Records to process:
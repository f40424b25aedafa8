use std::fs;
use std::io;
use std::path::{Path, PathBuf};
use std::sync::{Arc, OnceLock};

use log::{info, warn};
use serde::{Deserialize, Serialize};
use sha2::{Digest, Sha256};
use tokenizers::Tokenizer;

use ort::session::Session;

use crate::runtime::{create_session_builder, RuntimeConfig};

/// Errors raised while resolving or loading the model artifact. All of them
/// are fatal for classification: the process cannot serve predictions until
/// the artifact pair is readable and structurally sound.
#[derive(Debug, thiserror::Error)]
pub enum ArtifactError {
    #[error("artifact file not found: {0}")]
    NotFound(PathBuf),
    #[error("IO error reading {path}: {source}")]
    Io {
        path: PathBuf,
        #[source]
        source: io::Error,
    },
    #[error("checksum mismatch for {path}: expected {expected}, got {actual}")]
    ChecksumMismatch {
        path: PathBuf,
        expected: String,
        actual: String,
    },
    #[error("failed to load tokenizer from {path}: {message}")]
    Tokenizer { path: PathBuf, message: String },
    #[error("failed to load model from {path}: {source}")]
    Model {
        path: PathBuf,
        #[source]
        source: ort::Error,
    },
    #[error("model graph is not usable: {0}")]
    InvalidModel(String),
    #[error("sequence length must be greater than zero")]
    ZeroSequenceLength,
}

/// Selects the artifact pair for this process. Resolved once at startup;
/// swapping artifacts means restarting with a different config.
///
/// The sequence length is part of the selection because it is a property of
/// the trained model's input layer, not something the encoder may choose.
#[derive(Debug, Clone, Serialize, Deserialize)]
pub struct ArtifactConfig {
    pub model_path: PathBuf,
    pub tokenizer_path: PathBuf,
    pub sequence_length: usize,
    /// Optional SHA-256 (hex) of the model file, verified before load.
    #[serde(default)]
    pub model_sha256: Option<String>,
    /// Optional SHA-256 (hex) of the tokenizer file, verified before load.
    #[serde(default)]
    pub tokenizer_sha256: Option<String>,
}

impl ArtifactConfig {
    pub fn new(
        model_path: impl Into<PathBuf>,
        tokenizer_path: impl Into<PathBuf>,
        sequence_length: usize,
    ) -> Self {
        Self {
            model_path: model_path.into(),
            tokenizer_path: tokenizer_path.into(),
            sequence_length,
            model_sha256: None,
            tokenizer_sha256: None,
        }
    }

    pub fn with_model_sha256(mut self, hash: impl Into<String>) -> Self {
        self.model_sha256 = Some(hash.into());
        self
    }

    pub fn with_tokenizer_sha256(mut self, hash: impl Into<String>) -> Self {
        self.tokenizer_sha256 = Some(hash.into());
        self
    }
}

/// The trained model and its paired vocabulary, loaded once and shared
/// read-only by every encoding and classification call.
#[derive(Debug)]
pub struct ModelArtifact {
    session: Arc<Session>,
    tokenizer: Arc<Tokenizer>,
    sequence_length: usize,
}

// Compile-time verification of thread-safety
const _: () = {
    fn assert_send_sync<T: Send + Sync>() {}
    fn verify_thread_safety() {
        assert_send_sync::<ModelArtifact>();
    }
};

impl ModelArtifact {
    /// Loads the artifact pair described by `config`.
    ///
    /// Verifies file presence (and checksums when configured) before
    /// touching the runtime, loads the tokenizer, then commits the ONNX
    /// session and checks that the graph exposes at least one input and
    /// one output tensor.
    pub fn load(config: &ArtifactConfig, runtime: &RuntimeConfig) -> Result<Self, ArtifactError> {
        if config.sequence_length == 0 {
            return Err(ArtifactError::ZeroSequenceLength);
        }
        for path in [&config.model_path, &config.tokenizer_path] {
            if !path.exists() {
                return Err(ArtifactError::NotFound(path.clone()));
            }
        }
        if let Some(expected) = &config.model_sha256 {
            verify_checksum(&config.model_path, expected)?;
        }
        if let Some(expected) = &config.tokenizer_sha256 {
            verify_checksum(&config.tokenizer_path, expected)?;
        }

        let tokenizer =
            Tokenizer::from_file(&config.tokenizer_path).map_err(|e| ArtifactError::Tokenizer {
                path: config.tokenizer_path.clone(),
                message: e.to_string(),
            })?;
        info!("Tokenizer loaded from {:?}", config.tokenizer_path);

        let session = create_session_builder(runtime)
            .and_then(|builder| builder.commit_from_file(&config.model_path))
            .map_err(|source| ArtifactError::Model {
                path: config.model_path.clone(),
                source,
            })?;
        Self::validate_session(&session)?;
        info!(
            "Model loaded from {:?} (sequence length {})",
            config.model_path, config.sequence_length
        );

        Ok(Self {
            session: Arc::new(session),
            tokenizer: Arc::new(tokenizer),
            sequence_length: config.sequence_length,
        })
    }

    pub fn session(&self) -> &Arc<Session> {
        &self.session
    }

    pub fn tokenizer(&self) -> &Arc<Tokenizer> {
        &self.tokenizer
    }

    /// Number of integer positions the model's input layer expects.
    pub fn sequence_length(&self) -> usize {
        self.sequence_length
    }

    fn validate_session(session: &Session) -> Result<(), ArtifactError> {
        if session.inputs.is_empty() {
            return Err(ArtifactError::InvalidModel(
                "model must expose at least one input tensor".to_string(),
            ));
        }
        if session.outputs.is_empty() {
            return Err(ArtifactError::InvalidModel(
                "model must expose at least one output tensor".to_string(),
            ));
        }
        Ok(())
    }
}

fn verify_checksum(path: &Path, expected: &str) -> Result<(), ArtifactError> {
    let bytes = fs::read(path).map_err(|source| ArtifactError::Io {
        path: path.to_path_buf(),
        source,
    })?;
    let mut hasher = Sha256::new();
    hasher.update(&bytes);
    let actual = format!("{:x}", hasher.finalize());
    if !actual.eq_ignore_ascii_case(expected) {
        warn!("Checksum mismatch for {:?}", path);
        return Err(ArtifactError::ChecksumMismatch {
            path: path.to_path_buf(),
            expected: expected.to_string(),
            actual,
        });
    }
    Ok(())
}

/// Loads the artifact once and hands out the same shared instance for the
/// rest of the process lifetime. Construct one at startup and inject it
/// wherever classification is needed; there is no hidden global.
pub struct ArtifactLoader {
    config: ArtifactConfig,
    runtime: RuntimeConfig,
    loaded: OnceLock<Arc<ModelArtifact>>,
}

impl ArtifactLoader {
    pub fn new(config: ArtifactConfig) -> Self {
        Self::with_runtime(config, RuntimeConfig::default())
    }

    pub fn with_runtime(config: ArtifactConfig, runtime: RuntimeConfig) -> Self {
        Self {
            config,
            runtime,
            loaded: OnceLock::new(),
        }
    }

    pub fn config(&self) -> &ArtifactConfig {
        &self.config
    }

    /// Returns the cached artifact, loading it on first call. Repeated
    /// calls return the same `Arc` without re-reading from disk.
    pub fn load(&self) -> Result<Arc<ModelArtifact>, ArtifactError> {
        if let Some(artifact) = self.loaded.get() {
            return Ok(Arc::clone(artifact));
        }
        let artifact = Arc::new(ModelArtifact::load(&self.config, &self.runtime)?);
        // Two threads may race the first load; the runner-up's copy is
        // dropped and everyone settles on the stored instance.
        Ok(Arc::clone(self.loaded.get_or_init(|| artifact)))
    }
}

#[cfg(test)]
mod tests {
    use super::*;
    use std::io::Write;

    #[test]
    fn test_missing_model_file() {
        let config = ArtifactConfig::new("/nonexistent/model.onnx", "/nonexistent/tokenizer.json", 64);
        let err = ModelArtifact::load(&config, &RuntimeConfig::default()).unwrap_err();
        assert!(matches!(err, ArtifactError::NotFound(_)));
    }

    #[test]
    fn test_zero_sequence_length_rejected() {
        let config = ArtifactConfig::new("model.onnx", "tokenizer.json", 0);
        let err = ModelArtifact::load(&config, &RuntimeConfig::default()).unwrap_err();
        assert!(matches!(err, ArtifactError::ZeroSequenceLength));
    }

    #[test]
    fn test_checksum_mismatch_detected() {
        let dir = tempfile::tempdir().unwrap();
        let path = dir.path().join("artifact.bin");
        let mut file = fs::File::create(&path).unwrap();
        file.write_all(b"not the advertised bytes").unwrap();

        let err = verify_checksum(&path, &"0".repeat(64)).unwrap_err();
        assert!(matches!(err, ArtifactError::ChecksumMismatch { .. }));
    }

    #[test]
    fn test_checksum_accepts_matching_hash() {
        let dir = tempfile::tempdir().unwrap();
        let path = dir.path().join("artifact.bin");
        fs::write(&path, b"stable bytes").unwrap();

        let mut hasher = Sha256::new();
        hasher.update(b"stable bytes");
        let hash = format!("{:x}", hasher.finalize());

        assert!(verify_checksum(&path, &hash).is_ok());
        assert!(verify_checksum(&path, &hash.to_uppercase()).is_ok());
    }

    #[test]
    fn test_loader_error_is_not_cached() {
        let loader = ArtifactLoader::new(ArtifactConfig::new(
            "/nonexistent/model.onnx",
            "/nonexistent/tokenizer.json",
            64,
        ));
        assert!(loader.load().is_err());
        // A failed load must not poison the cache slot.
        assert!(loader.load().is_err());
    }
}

* * *

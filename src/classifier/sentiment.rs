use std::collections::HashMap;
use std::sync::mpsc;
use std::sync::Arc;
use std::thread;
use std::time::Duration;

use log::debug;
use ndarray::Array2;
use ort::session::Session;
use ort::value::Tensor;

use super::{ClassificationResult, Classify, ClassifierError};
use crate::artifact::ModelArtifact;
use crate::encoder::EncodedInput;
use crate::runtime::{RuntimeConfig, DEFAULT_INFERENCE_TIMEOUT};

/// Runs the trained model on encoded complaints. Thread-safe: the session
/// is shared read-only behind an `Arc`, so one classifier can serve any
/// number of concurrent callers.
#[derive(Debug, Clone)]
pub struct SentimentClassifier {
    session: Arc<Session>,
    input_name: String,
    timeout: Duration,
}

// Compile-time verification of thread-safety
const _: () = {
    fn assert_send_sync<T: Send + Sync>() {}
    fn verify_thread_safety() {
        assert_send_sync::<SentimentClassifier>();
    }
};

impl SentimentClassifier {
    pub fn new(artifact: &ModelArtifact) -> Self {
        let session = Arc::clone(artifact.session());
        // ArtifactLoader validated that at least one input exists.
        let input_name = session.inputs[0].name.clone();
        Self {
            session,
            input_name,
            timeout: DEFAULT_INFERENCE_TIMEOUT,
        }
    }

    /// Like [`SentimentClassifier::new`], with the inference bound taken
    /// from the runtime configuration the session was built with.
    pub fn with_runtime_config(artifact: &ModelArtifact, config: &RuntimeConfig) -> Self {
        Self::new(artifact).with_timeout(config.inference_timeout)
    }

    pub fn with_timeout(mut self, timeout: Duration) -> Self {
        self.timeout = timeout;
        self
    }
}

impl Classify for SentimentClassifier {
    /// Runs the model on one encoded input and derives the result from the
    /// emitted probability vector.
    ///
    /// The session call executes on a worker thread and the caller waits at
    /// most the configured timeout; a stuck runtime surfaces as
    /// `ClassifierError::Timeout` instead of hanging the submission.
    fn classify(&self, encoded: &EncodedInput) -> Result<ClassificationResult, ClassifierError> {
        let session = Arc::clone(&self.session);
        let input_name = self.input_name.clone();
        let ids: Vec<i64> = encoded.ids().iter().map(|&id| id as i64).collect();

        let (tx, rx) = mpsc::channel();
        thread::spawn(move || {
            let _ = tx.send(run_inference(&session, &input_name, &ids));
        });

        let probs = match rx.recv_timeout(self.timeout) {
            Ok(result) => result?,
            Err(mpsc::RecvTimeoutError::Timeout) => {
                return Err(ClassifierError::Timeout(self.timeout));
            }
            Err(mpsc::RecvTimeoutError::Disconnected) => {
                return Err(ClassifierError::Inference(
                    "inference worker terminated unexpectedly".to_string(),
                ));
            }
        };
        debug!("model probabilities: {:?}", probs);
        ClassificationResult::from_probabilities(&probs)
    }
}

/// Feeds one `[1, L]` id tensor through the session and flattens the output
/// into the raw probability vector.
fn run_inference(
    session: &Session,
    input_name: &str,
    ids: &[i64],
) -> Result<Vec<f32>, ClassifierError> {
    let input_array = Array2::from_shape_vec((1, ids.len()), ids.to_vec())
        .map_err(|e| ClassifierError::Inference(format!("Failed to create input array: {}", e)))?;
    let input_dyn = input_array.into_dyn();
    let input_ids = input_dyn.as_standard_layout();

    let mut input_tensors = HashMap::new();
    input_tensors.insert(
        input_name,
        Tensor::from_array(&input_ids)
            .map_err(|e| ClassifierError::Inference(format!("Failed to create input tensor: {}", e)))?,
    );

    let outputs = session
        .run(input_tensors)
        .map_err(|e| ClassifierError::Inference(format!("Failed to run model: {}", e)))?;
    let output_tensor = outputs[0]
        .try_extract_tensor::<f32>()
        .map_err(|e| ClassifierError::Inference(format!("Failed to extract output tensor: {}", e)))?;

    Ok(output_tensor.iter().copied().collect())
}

Task item: Reproduce each line of the data containing the word "stable".

Exercise result:
        fs::write(&path, b"stable bytes").unwrap();
        hasher.update(b"stable bytes");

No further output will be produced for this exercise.